### Instructions to follow
Across the listing, how many lines contain "flag"? The reply is the number alone.

### The data
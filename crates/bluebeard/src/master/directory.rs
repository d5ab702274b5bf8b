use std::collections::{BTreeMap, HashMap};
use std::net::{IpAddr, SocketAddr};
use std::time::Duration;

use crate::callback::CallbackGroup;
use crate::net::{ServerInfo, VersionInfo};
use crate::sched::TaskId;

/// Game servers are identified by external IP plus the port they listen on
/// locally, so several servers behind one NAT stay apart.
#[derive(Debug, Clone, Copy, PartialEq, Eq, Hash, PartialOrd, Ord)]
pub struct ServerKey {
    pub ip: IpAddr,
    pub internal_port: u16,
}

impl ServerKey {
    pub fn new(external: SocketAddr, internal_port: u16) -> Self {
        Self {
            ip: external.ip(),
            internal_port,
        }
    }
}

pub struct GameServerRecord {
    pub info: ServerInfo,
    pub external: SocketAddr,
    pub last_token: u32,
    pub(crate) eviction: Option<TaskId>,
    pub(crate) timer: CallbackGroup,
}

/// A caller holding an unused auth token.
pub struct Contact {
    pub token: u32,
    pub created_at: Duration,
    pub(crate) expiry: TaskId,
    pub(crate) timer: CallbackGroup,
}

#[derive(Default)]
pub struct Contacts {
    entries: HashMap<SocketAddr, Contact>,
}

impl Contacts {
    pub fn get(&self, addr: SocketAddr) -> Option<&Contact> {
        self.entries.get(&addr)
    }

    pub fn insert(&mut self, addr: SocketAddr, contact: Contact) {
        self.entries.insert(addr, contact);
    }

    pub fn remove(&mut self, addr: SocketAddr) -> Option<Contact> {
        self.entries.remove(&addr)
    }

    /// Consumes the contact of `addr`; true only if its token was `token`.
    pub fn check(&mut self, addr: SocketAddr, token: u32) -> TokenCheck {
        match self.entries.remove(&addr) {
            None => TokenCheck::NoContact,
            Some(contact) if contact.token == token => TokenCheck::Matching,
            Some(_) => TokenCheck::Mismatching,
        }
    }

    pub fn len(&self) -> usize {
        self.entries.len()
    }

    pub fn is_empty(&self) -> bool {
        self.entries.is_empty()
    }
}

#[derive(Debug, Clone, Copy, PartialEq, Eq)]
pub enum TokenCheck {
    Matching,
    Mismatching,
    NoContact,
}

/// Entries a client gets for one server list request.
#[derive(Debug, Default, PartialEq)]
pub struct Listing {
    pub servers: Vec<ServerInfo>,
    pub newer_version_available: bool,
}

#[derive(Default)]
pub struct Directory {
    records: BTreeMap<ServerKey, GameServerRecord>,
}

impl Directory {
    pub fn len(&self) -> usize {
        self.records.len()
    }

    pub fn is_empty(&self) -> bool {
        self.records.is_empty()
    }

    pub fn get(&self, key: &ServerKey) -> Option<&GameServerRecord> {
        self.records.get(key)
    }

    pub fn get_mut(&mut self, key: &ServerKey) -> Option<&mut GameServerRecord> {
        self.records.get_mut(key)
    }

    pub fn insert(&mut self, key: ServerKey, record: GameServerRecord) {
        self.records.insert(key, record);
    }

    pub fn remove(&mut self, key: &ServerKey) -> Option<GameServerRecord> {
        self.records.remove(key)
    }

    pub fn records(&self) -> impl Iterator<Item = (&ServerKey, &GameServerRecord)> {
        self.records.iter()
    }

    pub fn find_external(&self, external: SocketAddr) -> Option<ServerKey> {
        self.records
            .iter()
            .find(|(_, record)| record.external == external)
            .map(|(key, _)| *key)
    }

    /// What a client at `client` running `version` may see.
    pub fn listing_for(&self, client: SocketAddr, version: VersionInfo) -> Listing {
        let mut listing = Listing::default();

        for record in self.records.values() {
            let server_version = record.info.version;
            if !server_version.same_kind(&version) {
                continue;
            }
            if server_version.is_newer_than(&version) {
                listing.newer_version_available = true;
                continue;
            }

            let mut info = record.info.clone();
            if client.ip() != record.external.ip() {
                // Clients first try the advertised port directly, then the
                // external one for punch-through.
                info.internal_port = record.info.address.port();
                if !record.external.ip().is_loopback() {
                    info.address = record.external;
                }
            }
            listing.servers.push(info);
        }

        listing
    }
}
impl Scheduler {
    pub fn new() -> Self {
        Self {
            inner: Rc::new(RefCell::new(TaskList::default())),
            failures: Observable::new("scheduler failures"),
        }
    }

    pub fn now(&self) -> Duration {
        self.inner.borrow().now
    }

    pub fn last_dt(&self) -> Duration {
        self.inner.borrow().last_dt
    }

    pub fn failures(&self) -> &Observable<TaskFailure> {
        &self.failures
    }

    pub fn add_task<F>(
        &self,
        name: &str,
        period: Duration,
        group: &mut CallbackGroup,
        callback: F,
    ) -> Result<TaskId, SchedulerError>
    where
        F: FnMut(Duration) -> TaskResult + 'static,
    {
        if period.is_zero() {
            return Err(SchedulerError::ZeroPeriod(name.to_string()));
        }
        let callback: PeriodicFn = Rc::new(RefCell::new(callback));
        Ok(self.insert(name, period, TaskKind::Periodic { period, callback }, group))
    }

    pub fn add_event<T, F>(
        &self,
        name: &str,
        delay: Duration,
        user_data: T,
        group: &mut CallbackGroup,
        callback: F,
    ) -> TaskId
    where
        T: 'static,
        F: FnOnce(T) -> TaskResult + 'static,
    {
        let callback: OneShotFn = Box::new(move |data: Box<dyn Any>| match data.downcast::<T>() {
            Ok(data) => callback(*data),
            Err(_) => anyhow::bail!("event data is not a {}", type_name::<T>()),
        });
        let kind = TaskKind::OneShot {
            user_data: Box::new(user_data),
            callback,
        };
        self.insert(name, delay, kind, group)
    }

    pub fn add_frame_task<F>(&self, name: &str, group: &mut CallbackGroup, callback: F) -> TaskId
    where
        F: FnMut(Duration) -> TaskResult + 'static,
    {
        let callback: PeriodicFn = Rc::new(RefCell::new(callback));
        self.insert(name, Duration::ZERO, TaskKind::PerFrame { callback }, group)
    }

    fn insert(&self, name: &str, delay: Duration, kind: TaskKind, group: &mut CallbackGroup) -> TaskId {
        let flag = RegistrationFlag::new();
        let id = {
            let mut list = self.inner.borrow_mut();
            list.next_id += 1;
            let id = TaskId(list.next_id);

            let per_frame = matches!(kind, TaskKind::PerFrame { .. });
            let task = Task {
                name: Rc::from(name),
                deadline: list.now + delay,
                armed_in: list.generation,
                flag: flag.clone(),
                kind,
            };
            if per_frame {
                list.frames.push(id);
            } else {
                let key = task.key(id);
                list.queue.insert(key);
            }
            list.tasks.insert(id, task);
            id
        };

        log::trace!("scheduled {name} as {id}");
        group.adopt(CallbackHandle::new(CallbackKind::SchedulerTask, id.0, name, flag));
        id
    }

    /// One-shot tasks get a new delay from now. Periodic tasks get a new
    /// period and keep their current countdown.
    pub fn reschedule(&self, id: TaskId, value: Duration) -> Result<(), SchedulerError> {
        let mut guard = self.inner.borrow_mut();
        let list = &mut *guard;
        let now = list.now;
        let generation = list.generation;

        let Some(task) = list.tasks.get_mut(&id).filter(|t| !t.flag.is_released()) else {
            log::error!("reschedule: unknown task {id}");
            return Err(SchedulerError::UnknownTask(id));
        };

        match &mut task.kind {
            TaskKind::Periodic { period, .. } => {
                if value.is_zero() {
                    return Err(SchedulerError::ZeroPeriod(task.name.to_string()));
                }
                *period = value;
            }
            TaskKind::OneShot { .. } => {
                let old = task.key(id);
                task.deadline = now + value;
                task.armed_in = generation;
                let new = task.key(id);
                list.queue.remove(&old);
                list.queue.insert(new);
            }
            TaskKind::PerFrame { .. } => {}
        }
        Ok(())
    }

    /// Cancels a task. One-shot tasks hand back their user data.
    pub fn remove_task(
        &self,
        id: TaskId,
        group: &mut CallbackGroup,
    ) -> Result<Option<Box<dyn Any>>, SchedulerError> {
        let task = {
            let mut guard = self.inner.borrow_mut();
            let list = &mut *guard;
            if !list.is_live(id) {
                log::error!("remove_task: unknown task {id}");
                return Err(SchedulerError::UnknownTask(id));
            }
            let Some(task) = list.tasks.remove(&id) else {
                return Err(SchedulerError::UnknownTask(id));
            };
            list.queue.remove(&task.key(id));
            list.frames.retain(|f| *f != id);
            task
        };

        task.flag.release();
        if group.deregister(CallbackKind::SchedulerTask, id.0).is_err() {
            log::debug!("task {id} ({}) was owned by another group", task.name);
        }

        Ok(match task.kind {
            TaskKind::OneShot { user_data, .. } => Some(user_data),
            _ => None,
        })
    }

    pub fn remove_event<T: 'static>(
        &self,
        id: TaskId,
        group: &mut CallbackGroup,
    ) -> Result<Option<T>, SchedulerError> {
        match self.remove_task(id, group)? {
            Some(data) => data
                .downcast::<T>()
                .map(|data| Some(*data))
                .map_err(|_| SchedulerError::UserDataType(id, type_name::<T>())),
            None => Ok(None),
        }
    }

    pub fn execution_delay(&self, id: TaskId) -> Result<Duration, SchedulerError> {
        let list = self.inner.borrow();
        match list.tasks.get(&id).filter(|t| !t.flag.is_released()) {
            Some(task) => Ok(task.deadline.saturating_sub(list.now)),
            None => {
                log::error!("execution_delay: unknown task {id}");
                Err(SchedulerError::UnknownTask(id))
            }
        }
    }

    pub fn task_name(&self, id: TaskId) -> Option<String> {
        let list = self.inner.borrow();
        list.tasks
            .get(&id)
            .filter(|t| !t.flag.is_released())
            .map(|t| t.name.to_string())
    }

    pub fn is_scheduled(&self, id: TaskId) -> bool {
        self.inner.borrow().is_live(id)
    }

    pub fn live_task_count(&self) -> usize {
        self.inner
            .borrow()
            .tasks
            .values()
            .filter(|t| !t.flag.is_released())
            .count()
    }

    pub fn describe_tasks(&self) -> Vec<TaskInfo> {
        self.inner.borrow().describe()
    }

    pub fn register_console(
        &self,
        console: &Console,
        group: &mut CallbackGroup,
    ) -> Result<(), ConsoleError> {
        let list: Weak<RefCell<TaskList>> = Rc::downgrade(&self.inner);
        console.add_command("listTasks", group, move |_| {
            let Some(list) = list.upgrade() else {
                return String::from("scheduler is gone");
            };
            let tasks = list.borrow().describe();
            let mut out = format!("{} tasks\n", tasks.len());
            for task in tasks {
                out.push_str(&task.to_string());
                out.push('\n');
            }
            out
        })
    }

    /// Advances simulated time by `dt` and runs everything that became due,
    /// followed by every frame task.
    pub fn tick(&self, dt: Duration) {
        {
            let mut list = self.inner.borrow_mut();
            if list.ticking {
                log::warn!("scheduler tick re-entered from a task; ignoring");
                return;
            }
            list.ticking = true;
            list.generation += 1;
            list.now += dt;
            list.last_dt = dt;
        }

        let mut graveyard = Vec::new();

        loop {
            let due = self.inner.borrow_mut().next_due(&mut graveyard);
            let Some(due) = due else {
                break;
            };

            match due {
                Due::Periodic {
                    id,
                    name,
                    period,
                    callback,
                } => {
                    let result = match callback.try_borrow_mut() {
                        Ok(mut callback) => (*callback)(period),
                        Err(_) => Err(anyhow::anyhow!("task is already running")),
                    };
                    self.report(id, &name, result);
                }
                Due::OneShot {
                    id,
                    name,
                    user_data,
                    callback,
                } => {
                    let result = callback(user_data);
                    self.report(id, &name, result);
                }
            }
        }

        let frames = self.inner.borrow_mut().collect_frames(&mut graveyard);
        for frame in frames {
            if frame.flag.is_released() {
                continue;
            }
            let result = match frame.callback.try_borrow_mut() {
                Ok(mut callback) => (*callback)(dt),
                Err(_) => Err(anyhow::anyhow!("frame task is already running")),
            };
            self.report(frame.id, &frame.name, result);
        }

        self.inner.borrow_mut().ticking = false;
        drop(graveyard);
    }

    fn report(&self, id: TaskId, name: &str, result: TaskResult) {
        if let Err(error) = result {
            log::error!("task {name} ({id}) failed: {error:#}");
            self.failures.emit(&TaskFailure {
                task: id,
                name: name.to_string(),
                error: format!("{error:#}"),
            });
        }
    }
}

### Exercise output
9